A vice-presidente argentina Cristina Fernández de Kirchner denunciou este sábado as «práticas mafiosas» em que os meios de comunicação hegemónicos se envolvem, depois de o jornal ‘La Nación’ ter publicado um artigo em que ela «ameaça prender a sua filha», Florencia Kirchner.
«Se há uma coisa que a máfia e o tráfico de droga têm em comum, é que matam as crianças e os familiares das pessoas que decretam como seus inimigos. La Nación» ameaça mais uma vez aprisionar Florencia, a minha filha. Parece que não era suficiente que os meios de comunicação hegemónicos a fizessem adoecer», disse ela numa declaração publicada em redes sociais.
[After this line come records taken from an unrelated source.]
use std::sync::Arc;

use axum::{
    extract::{DefaultBodyLimit, State},
    http::HeaderValue,
    middleware::from_fn_with_state,
    response::Json,
    routing::{get, post, put},
    Router,
};
use serde_json::{json, Value};
use tower_http::{
    cors::{AllowOrigin, CorsLayer},
    trace::TraceLayer,
};

use crate::auth::{Argon2Hasher, HashError, IdentityResolver, OwnershipGate, SessionTokens};
use crate::config::AppConfig;
use crate::database::models::{Applicant, Company, Job, User};
use crate::database::{DocumentStore, MemoryDocumentStore, Repository};
use crate::error::ApiError;
use crate::handlers::{protected, public};
use crate::middleware::{require_auth, require_owner, AuthGate};
use crate::services::{ApplicantService, AuthService, CompanyService, JobService};

/// Everything a request handler or pipeline stage needs, built once at startup
#[derive(Clone)]
pub struct AppState {
    pub config: Arc<AppConfig>,
    pub store: Arc<dyn DocumentStore>,
    pub auth_gate: AuthGate,
    pub job_owners: OwnershipGate<Job>,
    pub auth: AuthService,
    pub jobs: JobService,
    pub companies: CompanyService,
    pub applicants: ApplicantService,
}

impl AppState {
    pub fn new(config: AppConfig, store: Arc<dyn DocumentStore>) -> Result<Self, HashError> {
        let timeout = config.database.operation_timeout();
        let users: Repository<User> = Repository::new(store.clone(), timeout);
        let jobs: Repository<Job> = Repository::new(store.clone(), timeout);
        let companies: Repository<Company> = Repository::new(store.clone(), timeout);
        let applicants: Repository<Applicant> = Repository::new(store.clone(), timeout);

        let tokens = SessionTokens::from_config(&config.security);
        let hasher = Arc::new(Argon2Hasher::new(
            config.security.password_memory_kib,
            config.security.password_iterations,
        )?);

        Ok(Self {
            auth_gate: AuthGate::new(tokens.clone(), IdentityResolver::new(users.clone())),
            job_owners: OwnershipGate::new(jobs.clone()),
            auth: AuthService::new(users, tokens, hasher),
            jobs: JobService::new(jobs.clone()),
            companies: CompanyService::new(companies),
            applicants: ApplicantService::new(applicants, jobs),
            config: Arc::new(config),
            store,
        })
    }

    /// State backed by a fresh in-process store
    pub fn in_memory(config: AppConfig) -> Result<Self, HashError> {
        Self::new(config, Arc::new(MemoryDocumentStore::new()))
    }
}

/// Build the full router: public routes, authenticated routes, and owner-only job routes.
pub fn router(state: AppState) -> Router {
    let public = Router::new()
        .route("/", get(root))
        .route("/health", get(health))
        .route("/auth/register", post(public::auth::register))
        .route("/auth/login", post(public::auth::login))
        .route("/api/jobs", get(public::jobs::list))
        .route("/api/jobs/recent", get(public::jobs::recent))
        .route("/api/jobs/:id", get(public::jobs::show));

    let protected = Router::new()
        .route("/api/auth/logout", post(protected::auth::logout))
        .route("/api/auth/whoami", get(protected::auth::whoami))
        .route("/api/jobs", post(protected::jobs::create))
        .route("/api/jobs/company", get(protected::jobs::by_company))
        .route("/api/jobs/:id/applicants", post(protected::applicants::apply))
        .route("/api/companies", post(protected::companies::create))
        .route("/api/companies/:id", get(protected::companies::show))
        .route("/api/applicants/job/:id", get(protected::applicants::by_job))
        .route(
            "/api/applicants/:id",
            get(protected::applicants::show)
                .put(protected::applicants::update_status)
                .patch(protected::applicants::update_status),
        )
        .route_layer(from_fn_with_state(state.auth_gate.clone(), require_auth));

    // The last route_layer runs first: authenticate, then check ownership
    let owner_only = Router::new()
        .route(
            "/api/jobs/:id",
            put(protected::jobs::update)
                .patch(protected::jobs::update)
                .delete(protected::jobs::delete),
        )
        .route_layer(from_fn_with_state(state.job_owners.clone(), require_owner::<Job>))
        .route_layer(from_fn_with_state(state.auth_gate.clone(), require_auth));

    let mut app = Router::new()
        .merge(public)
        .merge(protected)
        .merge(owner_only)
        .layer(DefaultBodyLimit::max(state.config.api.max_request_size_bytes));

    if state.config.security.enable_cors {
        app = app.layer(cors_layer(&state.config.security.cors_origins));
    }
    if state.config.api.enable_request_logging {
        app = app.layer(TraceLayer::new_for_http());
    }

    app.with_state(state)
}

fn cors_layer(origins: &[String]) -> CorsLayer {
    if origins.is_empty() || origins.iter().any(|o| o == "*") {
        return CorsLayer::permissive();
    }

    let allowed: Vec<HeaderValue> = origins
        .iter()
        .filter_map(|origin| match HeaderValue::from_str(origin) {
            Ok(value) => Some(value),
            Err(_) => {
                tracing::warn!("Ignoring invalid CORS origin {:?}", origin);
                None
            }
        })
        .collect();

    CorsLayer::permissive().allow_origin(AllowOrigin::list(allowed))
}

async fn root() -> Json<Value> {
    Json(json!({
        "status": "success",
        "message": "Jobsy API",
        "data": {
            "name": "Jobsy API",
            "version": env!("CARGO_PKG_VERSION"),
            "endpoints": {
                "public": "/auth/register, /auth/login, GET /api/jobs[/recent|/:id]",
                "auth": "/api/auth/logout, /api/auth/whoami (bearer token)",
                "jobs": "POST /api/jobs, GET /api/jobs/company, PUT|PATCH|DELETE /api/jobs/:id (owner only)",
                "companies": "/api/companies[/:id] (bearer token)",
                "applicants": "/api/jobs/:id/applicants, /api/applicants[/job/:id|/:id] (bearer token)",
            }
        }
    }))
}

async fn health(State(state): State<AppState>) -> Result<Json<Value>, ApiError> {
    state.store.ping().await.map_err(|e| {
        tracing::error!("Health check failed: {}", e);
        ApiError::service_unavailable("database unavailable")
    })?;

    Ok(Json(json!({
        "status": "success",
        "message": "ok",
        "data": { "timestamp": chrono::Utc::now(), "database": "ok" }
    })))
}
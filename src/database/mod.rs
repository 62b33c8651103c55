pub mod manager;
pub mod models;
pub mod postgres;
pub mod repository;
pub mod store;

pub use manager::{DatabaseError, DatabaseManager};
pub use postgres::PgDocumentStore;
pub use repository::{Document, Repository};
pub use store::{DocumentStore, MemoryDocumentStore};
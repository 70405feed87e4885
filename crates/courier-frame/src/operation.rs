//! Operation id ranges.
//!
//! Ids `0xFFFF_FF00..=0xFFFF_FFFF` are reserved for built-in operations.
//! Everything below is available to applications.

/// First reserved operation id.
pub const RESERVED_OPERATION_START: u32 = 0xFFFF_FF00;

/// Built-in reflection operation: lists the daemon's registered operations.
pub const LIST_OPERATIONS: u32 = RESERVED_OPERATION_START;

/// Returns true if the operation id is in the reserved range.
pub fn is_reserved(id: u32) -> bool {
    id >= RESERVED_OPERATION_START
}

/// Returns the name of a built-in operation, if `id` is one.
pub fn builtin_name(id: u32) -> Option<&'static str> {
    match id {
        LIST_OPERATIONS => Some("list_operations"),
        _ => None,
    }
}
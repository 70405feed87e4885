use std::thread;
use std::time::Duration;

use bytes::Bytes;
use courier_peer::{CallContext, HandlerError, HandlerResult, Server, ServerConfig, ServerHandle};

use crate::cmd::{parse_duration, ServeArgs};
use crate::exit::{courier_error, CliError, CliResult, SUCCESS};

pub const ECHO: u32 = 1;
pub const REVERSE: u32 = 2;
pub const SLEEP: u32 = 3;

const MAX_SLEEP: Duration = Duration::from_secs(60);

pub fn run(args: ServeArgs) -> CliResult<i32> {
    let drain_timeout = parse_duration(&args.drain_timeout)?;
    let config = ServerConfig {
        worker_threads: args.workers,
        drain_timeout,
        ..ServerConfig::default()
    };

    let mut server = Server::listen_with_config(&args.path, config)
        .map_err(|err| courier_error("listen failed", err))?;
    register_demo_operations(&mut server).map_err(|err| courier_error("register failed", err))?;
    install_ctrlc_handler(server.handle())?;

    tracing::info!(path = %args.path.display(), "serving echo=1 reverse=2 sleep=3");
    server
        .serve()
        .map_err(|err| courier_error("serve failed", err))?;
    Ok(SUCCESS)
}

fn register_demo_operations(server: &mut Server) -> courier_peer::Result<()> {
    server.register_named(ECHO, "echo", echo)?;
    server.register_named(REVERSE, "reverse", reverse)?;
    server.register_named(SLEEP, "sleep", sleep)?;
    Ok(())
}

fn echo(_: &CallContext, body: Bytes) -> HandlerResult {
    Ok(body)
}

fn reverse(_: &CallContext, body: Bytes) -> HandlerResult {
    let text = std::str::from_utf8(&body)
        .map_err(|err| HandlerError::malformed(format!("body is not utf-8: {err}")))?;
    Ok(Bytes::from(text.chars().rev().collect::<String>()))
}

/// Body is a JSON number of milliseconds; replies with the same body.
fn sleep(ctx: &CallContext, body: Bytes) -> HandlerResult {
    let millis: u64 = serde_json::from_slice(&body)?;
    let delay = Duration::from_millis(millis).min(MAX_SLEEP);
    tracing::debug!(call_id = ctx.call_id, ?delay, "sleeping");
    thread::sleep(delay);
    Ok(body)
}

fn install_ctrlc_handler(handle: ServerHandle) -> CliResult<()> {
    ctrlc::set_handler(move || handle.shutdown()).map_err(|err| {
        CliError::new(
            crate::exit::INTERNAL,
            format!("signal handler setup failed: {err}"),
        )
    })
}

#[cfg(test)]
mod tests {
    use courier_peer::ErrorCode;

    use super::*;

    fn ctx(operation_id: u32) -> CallContext {
        CallContext {
            connection_id: 1,
            call_id: 1,
            operation_id,
        }
    }

    #[test]
    fn reverse_handles_unicode() {
        let reply = reverse(&ctx(REVERSE), Bytes::from("héllo")).unwrap();
        assert_eq!(reply, Bytes::from("olléh"));
    }

    #[test]
    fn reverse_rejects_binary() {
        let err = reverse(&ctx(REVERSE), Bytes::from_static(&[0xff, 0xfe])).unwrap_err();
        assert_eq!(err.code(), ErrorCode::MalformedRequest);
    }

    #[test]
    fn sleep_requires_a_number() {
        let err = sleep(&ctx(SLEEP), Bytes::from_static(b"soon")).unwrap_err();
        assert_eq!(err.code(), ErrorCode::MalformedRequest);
        assert_eq!(sleep(&ctx(SLEEP), Bytes::from_static(b"1")).unwrap(), Bytes::from_static(b"1"));
    }
}
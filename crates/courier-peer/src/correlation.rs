//! Pending-call bookkeeping for the client side.
//!
//! The table is the single owner of every pending call. Resolution (by a
//! response, a timeout, cancellation, or connection loss) removes the entry
//! under the table lock before the outcome is delivered, so each call is
//! resolved exactly once no matter how many of those events race.

use std::collections::{BTreeSet, HashMap};
use std::sync::atomic::{AtomicU64, Ordering};
use std::sync::mpsc::{self, Receiver, SyncSender, TryRecvError};
use std::sync::{Mutex, MutexGuard, PoisonError};
use std::time::{Duration, Instant};

use bytes::Bytes;
use tracing::{debug, trace};

use crate::error::{CourierError, Result};

/// Terminal result of one call.
pub type Outcome = Result<Bytes>;

/// Far enough out that no scan ever reaches it.
const FAR_FUTURE: Duration = Duration::from_secs(60 * 60 * 24 * 365);

/// Deadline `timeout` from now, saturating instead of overflowing `Instant`.
pub fn deadline_after(timeout: Duration) -> Instant {
    let now = Instant::now();
    now.checked_add(timeout)
        .or_else(|| now.checked_add(FAR_FUTURE))
        .unwrap_or(now)
}

struct PendingCall {
    deadline: Instant,
    timeout: Duration,
    sender: SyncSender<Outcome>,
}

#[derive(Default)]
struct TableInner {
    pending: HashMap<u64, PendingCall>,
    deadlines: BTreeSet<(Instant, u64)>,
}

impl TableInner {
    fn remove(&mut self, call_id: u64) -> Option<PendingCall> {
        let call = self.pending.remove(&call_id)?;
        self.deadlines.remove(&(call.deadline, call_id));
        Some(call)
    }
}

/// Maps outstanding call ids to the callers waiting on them.
pub struct CorrelationTable {
    inner: Mutex<TableInner>,
    next_id: AtomicU64,
}

impl CorrelationTable {
    pub fn new() -> Self {
        Self {
            inner: Mutex::new(TableInner::default()),
            next_id: AtomicU64::new(1),
        }
    }

    /// Next session-generated call id (monotonic from 1).
    pub fn next_call_id(&self) -> u64 {
        self.next_id.fetch_add(1, Ordering::Relaxed)
    }

    /// Register a pending call resolving no later than `deadline`.
    ///
    /// Fails with [`CourierError::DuplicateCallId`] if `call_id` is still pending.
    pub fn register(&self, call_id: u64, deadline: Instant) -> Result<CompletionSlot> {
        let (sender, receiver) = mpsc::sync_channel(1);
        let timeout = deadline.saturating_duration_since(Instant::now());

        let mut inner = self.lock();
        if inner.pending.contains_key(&call_id) {
            return Err(CourierError::DuplicateCallId(call_id));
        }
        inner.deadlines.insert((deadline, call_id));
        inner.pending.insert(
            call_id,
            PendingCall {
                deadline,
                timeout,
                sender,
            },
        );
        trace!(call_id, pending = inner.pending.len(), "registered call");

        Ok(CompletionSlot { call_id, receiver })
    }

    /// Deliver `outcome` to the caller waiting on `call_id`.
    ///
    /// Returns `false` when no such call is pending (late or duplicate
    /// response); the outcome is discarded.
    pub fn resolve(&self, call_id: u64, outcome: Outcome) -> bool {
        let call = self.lock().remove(call_id);
        match call {
            Some(call) => {
                deliver(call_id, call.sender, outcome);
                true
            }
            None => {
                debug!(call_id, "no pending call; discarding outcome");
                false
            }
        }
    }

    /// Resolve every call whose deadline is at or before `now` with `Timeout`.
    pub fn expire_due(&self, now: Instant) -> Vec<u64> {
        let expired: Vec<(u64, PendingCall)> = {
            let mut inner = self.lock();
            let due: Vec<u64> = inner
                .deadlines
                .iter()
                .take_while(|(deadline, _)| *deadline <= now)
                .map(|(_, call_id)| *call_id)
                .collect();
            due.into_iter()
                .filter_map(|call_id| inner.remove(call_id).map(|call| (call_id, call)))
                .collect()
        };

        let mut ids = Vec::with_capacity(expired.len());
        for (call_id, call) in expired {
            debug!(call_id, timeout = ?call.timeout, "call timed out");
            deliver(call_id, call.sender, Err(CourierError::Timeout(call.timeout)));
            ids.push(call_id);
        }
        ids
    }

    /// Resolve `call_id` with `Cancelled` if it is still pending.
    pub fn cancel(&self, call_id: u64) -> bool {
        let call = self.lock().remove(call_id);
        match call {
            Some(call) => {
                debug!(call_id, "call cancelled");
                deliver(call_id, call.sender, Err(CourierError::Cancelled));
                true
            }
            None => false,
        }
    }

    /// Drop a pending call without notifying its slot.
    pub(crate) fn forget(&self, call_id: u64) -> bool {
        self.lock().remove(call_id).is_some()
    }

    /// Resolve each still-pending id in `ids` with the error built by `error`.
    pub fn fail_calls<I, F>(&self, ids: I, error: F) -> usize
    where
        I: IntoIterator<Item = u64>,
        F: Fn() -> CourierError,
    {
        let failed: Vec<(u64, PendingCall)> = {
            let mut inner = self.lock();
            ids.into_iter()
                .filter_map(|call_id| inner.remove(call_id).map(|call| (call_id, call)))
                .collect()
        };

        let count = failed.len();
        for (call_id, call) in failed {
            deliver(call_id, call.sender, Err(error()));
        }
        count
    }

    /// Resolve every pending call with the error built by `error`.
    pub fn fail_all<F>(&self, error: F) -> usize
    where
        F: Fn() -> CourierError,
    {
        let drained: Vec<(u64, PendingCall)> = {
            let mut inner = self.lock();
            inner.deadlines.clear();
            inner.pending.drain().collect()
        };

        let count = drained.len();
        for (call_id, call) in drained {
            deliver(call_id, call.sender, Err(error()));
        }
        count
    }

    pub fn contains(&self, call_id: u64) -> bool {
        self.lock().pending.contains_key(&call_id)
    }

    pub fn len(&self) -> usize {
        self.lock().pending.len()
    }

    pub fn is_empty(&self) -> bool {
        self.len() == 0
    }

    /// Earliest deadline among pending calls.
    pub fn next_deadline(&self) -> Option<Instant> {
        self.lock().deadlines.first().map(|(deadline, _)| *deadline)
    }

    fn lock(&self) -> MutexGuard<'_, TableInner> {
        self.inner.lock().unwrap_or_else(PoisonError::into_inner)
    }
}

impl Default for CorrelationTable {
    fn default() -> Self {
        Self::new()
    }
}

fn deliver(call_id: u64, sender: SyncSender<Outcome>, outcome: Outcome) {
    // The slot holds exactly one value and is only ever sent to once.
    if sender.try_send(outcome).is_err() {
        trace!(call_id, "caller no longer waiting");
    }
}

/// Single-assignment slot a caller waits on for its call's outcome.
#[derive(Debug)]
pub struct CompletionSlot {
    call_id: u64,
    receiver: Receiver<Outcome>,
}

impl CompletionSlot {
    pub fn call_id(&self) -> u64 {
        self.call_id
    }

    /// Block until the call resolves.
    pub fn wait(self) -> Outcome {
        self.receiver
            .recv()
            .unwrap_or(Err(CourierError::SessionClosed))
    }

    /// Take the outcome if the call has already resolved.
    pub fn try_take(&self) -> Option<Outcome> {
        match self.receiver.try_recv() {
            Ok(outcome) => Some(outcome),
            Err(TryRecvError::Empty) => None,
            Err(TryRecvError::Disconnected) => Some(Err(CourierError::SessionClosed)),
        }
    }
}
Neste sentido, recordou o «episódio dramático e mafioso» sofrido pela ex-procuradora-geral Alejandra Gils Carbó, depois de outro órgão de comunicação social, o ‘Clarín’, ter tornado público o número de telefone de uma das suas filhas.
Cristina também partilhou um excerto da publicação intitulada «Certezas y dudas de la contraofensiva cristinista» (Certezas e dúvidas da contra-ofensiva cristinista), que ela argumentou carecer de originalidade e ser «uma simples repetição de práticas mafiosas que, apesar da sua impunidade, continuam a levar a cabo».
No texto, o ex-presidente também apelou para que a democracia não fosse «tirada pelas máfias», referindo-se ao Dia dos Direitos Humanos e aos 39 anos decorridos desde a derrota da ditadura.